Define Version Controls and Software Documentation

Version Controls

Library controls facilitate software version controls. Version controls provide a means to systematically retain chronological copies of revised programs and program documentation.

Development version control systems sometimes referred to as concurrent version systems, assist organizations in tracking different versions of source code during development. The systems do not simply identify and store multiple versions of source code files. They maintain one file and identify and store only changed code. When a user requests a particular version, the system recreates that version. Concurrent version systems facilitate quick identification of programming errors. For example, if programmers install a revised program on a test server and discover programming errors, they only have to review the changed code to identify the error.

Software Documentation

Organizations should maintain detailed documentation for each application and application system in production. Thorough documentation enhances an organization’s ability to understand functional, security, and control features and improves its ability to use and maintain the software. The documentation should contain detailed application descriptions, programming documentation, and operating instructions. Standards should be in place that identify the type and format of required documentation such as system narratives, flowcharts, and any special system coding, internal controls, or file layouts not identified within individual application documentation.

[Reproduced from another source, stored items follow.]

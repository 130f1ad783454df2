use async_trait::async_trait;
use sqlx::{Row, MySqlPool, mysql::MySqlPoolOptions};
use std::sync::Arc;
use std::time::Duration;

use crate::connection::ServerConnection;
use crate::database::{
    DatabaseConnection, DatabaseError, DatabaseResult, DatabaseRow, DatabaseType, DatabaseValue,
};

/// MySQL implementation of the database connection interface
pub struct MySqlConnection {
    pool: Arc<MySqlPool>,
}

impl MySqlConnection {
    /// Connect to the server described by `connection`
    pub async fn connect(connection: &ServerConnection) -> DatabaseResult<Self> {
        let database_url = connection
            .driver_url("mysql", 3306)
            .map_err(|e| DatabaseError::Configuration(e.to_string()))?;

        let pool = MySqlPoolOptions::new()
            .max_connections(1)
            .acquire_timeout(Duration::from_secs(30))
            .connect(&database_url)
            .await
            .map_err(|e| DatabaseError::Connection(e.to_string()))?;

        Ok(Self {
            pool: Arc::new(pool),
        })
    }
}

/// MySQL implementation of the database row interface
pub struct MySqlRow {
    row: sqlx::mysql::MySqlRow,
}

impl DatabaseRow for MySqlRow {
    fn get_string(&self, column: &str) -> DatabaseResult<String> {
        self.row.try_get(column).map_err(|e| {
            DatabaseError::Query(format!("Failed to get string column {}: {}", column, e))
        })
    }

    fn try_get_string(&self, column: &str) -> DatabaseResult<Option<String>> {
        match self.row.try_get::<Option<String>, _>(column) {
            Ok(value) => Ok(value),
            Err(sqlx::Error::ColumnNotFound(_)) => Ok(None),
            Err(e) => Err(DatabaseError::Query(format!(
                "Failed to get string column {}: {}",
                column, e
            ))),
        }
    }

    fn try_get_i64(&self, column: &str) -> DatabaseResult<Option<i64>> {
        match self.row.try_get::<Option<i64>, _>(column) {
            Ok(value) => Ok(value),
            Err(sqlx::Error::ColumnNotFound(_)) => Ok(None),
            Err(e) => Err(DatabaseError::Query(format!(
                "Failed to get i64 column {}: {}",
                column, e
            ))),
        }
    }
}

#[async_trait]
impl DatabaseConnection for MySqlConnection {
    async fn query(
        &self,
        query: &str,
        params: &[DatabaseValue],
    ) -> DatabaseResult<Vec<Box<dyn DatabaseRow>>> {
        let mut query_builder = sqlx::query(query);

        for param in params {
            match param {
                DatabaseValue::Null => {
                    query_builder = query_builder.bind(None::<String>);
                }
                DatabaseValue::Integer(i) => {
                    query_builder = query_builder.bind(*i);
                }
                DatabaseValue::Text(s) => {
                    query_builder = query_builder.bind(s.clone());
                }
            }
        }

        let rows = query_builder
            .fetch_all(&*self.pool)
            .await
            .map_err(|e| DatabaseError::Query(e.to_string()))?;

        Ok(rows
            .into_iter()
            .map(|row| Box::new(MySqlRow { row }) as Box<dyn DatabaseRow>)
            .collect())
    }

    fn get_database_type(&self) -> DatabaseType {
        DatabaseType::MySql
    }

    async fn close(&self) -> DatabaseResult<()> {
        self.pool.close().await;
        Ok(())
    }
}
use crate::error::{Error, Result, datatype_error};
use serde::{Deserialize, Serialize};
use std::fmt;
use std::str::FromStr;

/// Logical column types shared by every dialect
#[derive(Debug, Clone, Copy, Default, PartialEq, Eq, Hash, Serialize, Deserialize)]
#[serde(into = "String", try_from = "String")]
pub enum FieldType {
    #[default]
    Undefined,
    Integer,
    String,
    Float,
    Decimal,
    Datetime,
    Boolean,
    /// Reference to another entity, never a column of its own
    Item,
    /// Reference to a list of entities, never a column of its own
    ListOfItem,
}

impl FieldType {
    /// Parse a type token; matching is case-insensitive and accepts synonyms.
    ///
    /// Width is not part of the type: `tinyint` and `bigint` are both `Integer`.
    pub fn get_fieldtype(value: &str) -> Result<FieldType> {
        match value.trim().to_lowercase().as_str() {
            "integer" | "int" | "bigint" | "tinyint" | "smallint" | "mediumint" => {
                Ok(FieldType::Integer)
            }
            "string" | "varchar" | "char" | "text" => Ok(FieldType::String),
            "float" | "real" | "double" => Ok(FieldType::Float),
            "datetime" | "date" | "timestamp" => Ok(FieldType::Datetime),
            "boolean" | "bool" => Ok(FieldType::Boolean),
            "decimal" | "numeric" | "money" => Ok(FieldType::Decimal),
            "__item__" => Ok(FieldType::Item),
            "[__item__]" => Ok(FieldType::ListOfItem),
            "none" => Ok(FieldType::Undefined),
            other => Err(datatype_error(format!("Unknown field type {}", other))),
        }
    }

    /// Canonical spelling, the inverse of [`FieldType::get_fieldtype`]
    pub const fn as_str(&self) -> &'static str {
        match self {
            FieldType::Undefined => "None",
            FieldType::Integer => "Integer",
            FieldType::String => "String",
            FieldType::Float => "Float",
            FieldType::Decimal => "Decimal",
            FieldType::Datetime => "Datetime",
            FieldType::Boolean => "Boolean",
            FieldType::Item => "__Item__",
            FieldType::ListOfItem => "[__Item__]",
        }
    }

    /// Whether the type is a stored column rather than an entity reference
    pub const fn is_persisted(&self) -> bool {
        !matches!(self, FieldType::Item | FieldType::ListOfItem)
    }
}

impl fmt::Display for FieldType {
    fn fmt(&self, f: &mut fmt::Formatter<'_>) -> fmt::Result {
        f.write_str(self.as_str())
    }
}

impl FromStr for FieldType {
    type Err = Error;

    fn from_str(s: &str) -> Result<Self> {
        FieldType::get_fieldtype(s)
    }
}

impl From<FieldType> for String {
    fn from(value: FieldType) -> Self {
        value.as_str().to_string()
    }
}

impl TryFrom<String> for FieldType {
    type Error = Error;

    fn try_from(value: String) -> Result<Self> {
        FieldType::get_fieldtype(&value)
    }
}

/// Kinds of table keys
#[derive(Debug, Clone, Copy, Default, PartialEq, Eq, Hash, Serialize, Deserialize)]
#[serde(into = "String", try_from = "String")]
pub enum KeyType {
    #[default]
    Undefined,
    PrimaryKey,
    Index,
    Unique,
    ForeignKey,
    Lookup,
}

impl KeyType {
    /// Parse a key-type token, case-insensitive, with or without the inner space.
    pub fn get_keytype(value: &str) -> Result<KeyType> {
        match value.trim().to_lowercase().as_str() {
            "undefined" => Ok(KeyType::Undefined),
            "primarykey" | "primary key" => Ok(KeyType::PrimaryKey),
            "index" => Ok(KeyType::Index),
            "unique" => Ok(KeyType::Unique),
            "foreignkey" | "foreign key" => Ok(KeyType::ForeignKey),
            "lookup" => Ok(KeyType::Lookup),
            other => Err(datatype_error(format!("Unknown key type {}", other))),
        }
    }

    pub const fn as_str(&self) -> &'static str {
        match self {
            KeyType::Undefined => "Undefined",
            KeyType::PrimaryKey => "PrimaryKey",
            KeyType::Index => "Index",
            KeyType::Unique => "Unique",
            KeyType::ForeignKey => "ForeignKey",
            KeyType::Lookup => "Lookup",
        }
    }
}

impl fmt::Display for KeyType {
    fn fmt(&self, f: &mut fmt::Formatter<'_>) -> fmt::Result {
        f.write_str(self.as_str())
    }
}

impl FromStr for KeyType {
    type Err = Error;

    fn from_str(s: &str) -> Result<Self> {
        KeyType::get_keytype(s)
    }
}

impl From<KeyType> for String {
    fn from(value: KeyType) -> Self {
        value.as_str().to_string()
    }
}

impl TryFrom<String> for KeyType {
    type Error = Error;

    fn try_from(value: String) -> Result<Self> {
        KeyType::get_keytype(&value)
    }
}

/// Value transform applied to a custom query result
#[derive(Debug, Clone, Copy, Default, PartialEq, Eq, Hash, Serialize, Deserialize)]
#[serde(into = "String", try_from = "String")]
pub enum TransformType {
    #[default]
    Undefined,
    Map,
    IntToBool,
}

impl TransformType {
    pub fn get_transformtype(value: &str) -> Result<TransformType> {
        match value.trim().to_lowercase().as_str() {
            "undefined" | "none" => Ok(TransformType::Undefined),
            "map" => Ok(TransformType::Map),
            "inttobool" => Ok(TransformType::IntToBool),
            other => Err(datatype_error(format!("Unknown transform type {}", other))),
        }
    }

    pub const fn as_str(&self) -> &'static str {
        match self {
            TransformType::Undefined => "Undefined",
            TransformType::Map => "Map",
            TransformType::IntToBool => "IntToBool",
        }
    }
}

impl fmt::Display for TransformType {
    fn fmt(&self, f: &mut fmt::Formatter<'_>) -> fmt::Result {
        f.write_str(self.as_str())
    }
}

impl FromStr for TransformType {
    type Err = Error;

    fn from_str(s: &str) -> Result<Self> {
        TransformType::get_transformtype(s)
    }
}

impl From<TransformType> for String {
    fn from(value: TransformType) -> Self {
        value.as_str().to_string()
    }
}

impl TryFrom<String> for TransformType {
    type Error = Error;

    fn try_from(value: String) -> Result<Self> {
        TransformType::get_transformtype(&value)
    }
}

/// How a custom query is executed and what it returns
#[derive(Debug, Clone, Copy, Default, PartialEq, Eq, Hash, Serialize, Deserialize)]
#[serde(into = "String", try_from = "String")]
pub enum QueryType {
    #[default]
    Undefined,
    FetchScalar,
    FetchOne,
    FetchAll,
    Execute,
}

impl QueryType {
    pub fn get_querytype(value: &str) -> Result<QueryType> {
        match value.trim().to_lowercase().as_str() {
            "undefined" => Ok(QueryType::Undefined),
            "fetchscalar" => Ok(QueryType::FetchScalar),
            "fetchone" => Ok(QueryType::FetchOne),
            "fetchall" => Ok(QueryType::FetchAll),
            "execute" => Ok(QueryType::Execute),
            other => Err(datatype_error(format!("Unknown query type {}", other))),
        }
    }

    pub const fn as_str(&self) -> &'static str {
        match self {
            QueryType::Undefined => "Undefined",
            QueryType::FetchScalar => "FetchScalar",
            QueryType::FetchOne => "FetchOne",
            QueryType::FetchAll => "FetchAll",
            QueryType::Execute => "Execute",
        }
    }
}

impl fmt::Display for QueryType {
    fn fmt(&self, f: &mut fmt::Formatter<'_>) -> fmt::Result {
        f.write_str(self.as_str())
    }
}

impl FromStr for QueryType {
    type Err = Error;

    fn from_str(s: &str) -> Result<Self> {
        QueryType::get_querytype(s)
    }
}

impl From<QueryType> for String {
    fn from(value: QueryType) -> Self {
        value.as_str().to_string()
    }
}

impl TryFrom<String> for QueryType {
    type Error = Error;

    fn try_from(value: String) -> Result<Self> {
        QueryType::get_querytype(&value)
    }
}
fn tokenize(text: &str) -> Result<Vec<Token>> {
    let chars: Vec<char> = text.chars().collect();
    let mut tokens = Vec::new();
    let mut i = 0;

    while i < chars.len() {
        let c = chars[i];
        let next = chars.get(i + 1).copied();
        match c {
            c if c.is_whitespace() => i += 1,
            '-' if next == Some('-') => {
                while i < chars.len() && chars[i] != '\n' {
                    i += 1;
                }
            }
            '/' if next == Some('*') => {
                i += 2;
                while i < chars.len() && !(chars[i] == '*' && chars.get(i + 1) == Some(&'/')) {
                    i += 1;
                }
                i += 2;
            }
            '(' => {
                tokens.push(Token::LParen);
                i += 1;
            }
            ')' => {
                tokens.push(Token::RParen);
                i += 1;
            }
            ',' => {
                tokens.push(Token::Comma);
                i += 1;
            }
            ';' => {
                tokens.push(Token::Semicolon);
                i += 1;
            }
            '\'' => {
                let (value, end) = quoted(&chars, i, '\'')?;
                tokens.push(Token::Literal(value));
                i = end;
            }
            '"' | '`' => {
                let (value, end) = quoted(&chars, i, c)?;
                tokens.push(Token::Quoted(value));
                i = end;
            }
            '[' => {
                let close = chars[i + 1..]
                    .iter()
                    .position(|&ch| ch == ']')
                    .ok_or_else(|| data_error("Unterminated [identifier]"))?;
                tokens.push(Token::Quoted(chars[i + 1..i + 1 + close].iter().collect()));
                i += close + 2;
            }
            c if c.is_ascii_digit()
                || (matches!(c, '-' | '+' | '.') && next.is_some_and(|n| n.is_ascii_digit())) =>
            {
                let start = i;
                i += 1;
                while i < chars.len() {
                    let ch = chars[i];
                    let exponent_sign =
                        matches!(ch, '+' | '-') && matches!(chars[i - 1], 'e' | 'E');
                    if ch.is_ascii_alphanumeric() || ch == '.' || exponent_sign {
                        i += 1;
                    } else {
                        break;
                    }
                }
                tokens.push(Token::Number(chars[start..i].iter().collect()));
            }
            '.' => {
                tokens.push(Token::Dot);
                i += 1;
            }
            c if c.is_alphanumeric() || c == '_' || c == '$' => {
                let start = i;
                while i < chars.len()
                    && (chars[i].is_alphanumeric() || chars[i] == '_' || chars[i] == '$')
                {
                    i += 1;
                }
                tokens.push(Token::Word(chars[start..i].iter().collect()));
            }
            other => {
                tokens.push(Token::Symbol(other));
                i += 1;
            }
        }
    }
    Ok(tokens)
}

Management should maintain documentation for internally developed programs and externally acquired products. In the case of acquired software, management should ensure (either through an internal review or third-party certification) prior to purchase, that an acquired product’s documentation meets their organization’s minimum documentation standards. For additional information regarding acquired software distinctions (open/closed code) refer to the “Escrowed Documentation” discussion in the “Acquisition” section.

Examiners should consider access and change controls when assessing documentation activities. Change controls help ensure organizations appropriately approve, test, and record software modifications. Access controls help ensure individuals only have access to sections of documentation directly related to their job functions.

System documentation should include

System Descriptions

System descriptions provide narrative explanations of operating environments and the interrelated input, processing, and output functions of integrated application systems.

System Documentation

System documentation includes system flowcharts and models that identify the source and type of input information, processing and control actions (automated and manual), and the nature and location of output information.

System File Layouts

System file layouts describe collections of related records generated by individual processing applications. For example, personnel may need system file layouts to describe interim files, such as sorted deposit transaction files, in order to further define master file processing requirements.

Application Documentation Should Include

Application Descriptions

Application descriptions provide narrative explanations of the purpose of an application and provide overviews of data input, processing, and output functions.

Layouts

Layouts represent the format of stored and displayed information such as database layouts, screen displays, and hardcopy information.

Program Documentation

Program documentation details specific data input, processing, and output instructions, and should include documentation on system security. Program listings/ source code and related narrative comments are the most basic items in program documentation and consist of technical programming scripts and non-technical descriptions of the scripts. It is important that developers update the listings and comment documentation when they modify programs. Many software development tools are available that automatically create source listings and narrative descriptions.

Traditionally, designers and developers have used flowcharts to present pictorial views of the sequencing of procedural programs such as COBOL and Assembler. Flowcharts provide a practical way to illustrate complex programs and routines. Flowcharting software is available that can automatically chart programs or enable programmers to chart programs dynamically without the need to draw them manually. Programming techniques, such as object-oriented programming, have contributed to the use of dynamic flowcharting products. Maintaining detailed documentation of object-oriented code is particularly important because a primary benefit of the programming technique is the reuse of program objects.

Naming Conventions

Naming conventions are a critical part of program documentation. Software pro-grams are comprised of many lines of code, usually arranged hierarchically into small groups of code (modules, subroutines, or components), that perform individual func-tions within an application. Programmers should name and document the modules and any related subroutines, databases, or programs that interact with an application. Stand-ardized naming conventions allow programmers to link subroutines into a unified pro-gram efficiently and facilitate technicians’ and programmers’ ability to understand and modify programs.

Operator Instructions

Organizations should establish operator instructions regarding all processing applications. The guidance should explain how to perform particular jobs, including how operators should respond to system requests or interrupts. The documentation should only include information pertinent to the computer operator’s function. Program documentation such as source listings, record layouts, and program flowcharts should not be accessible to an operator. Operator instructions should be thorough enough to permit an experienced operator who is unfamiliar with the application to run a program successfully without assistance.

End-User Instructions

Organizations should establish end-user instructions that describe how to use an application. Operation manuals, online help features, and system error messages are forms of instructions that assist individuals in using applications and responding to problems.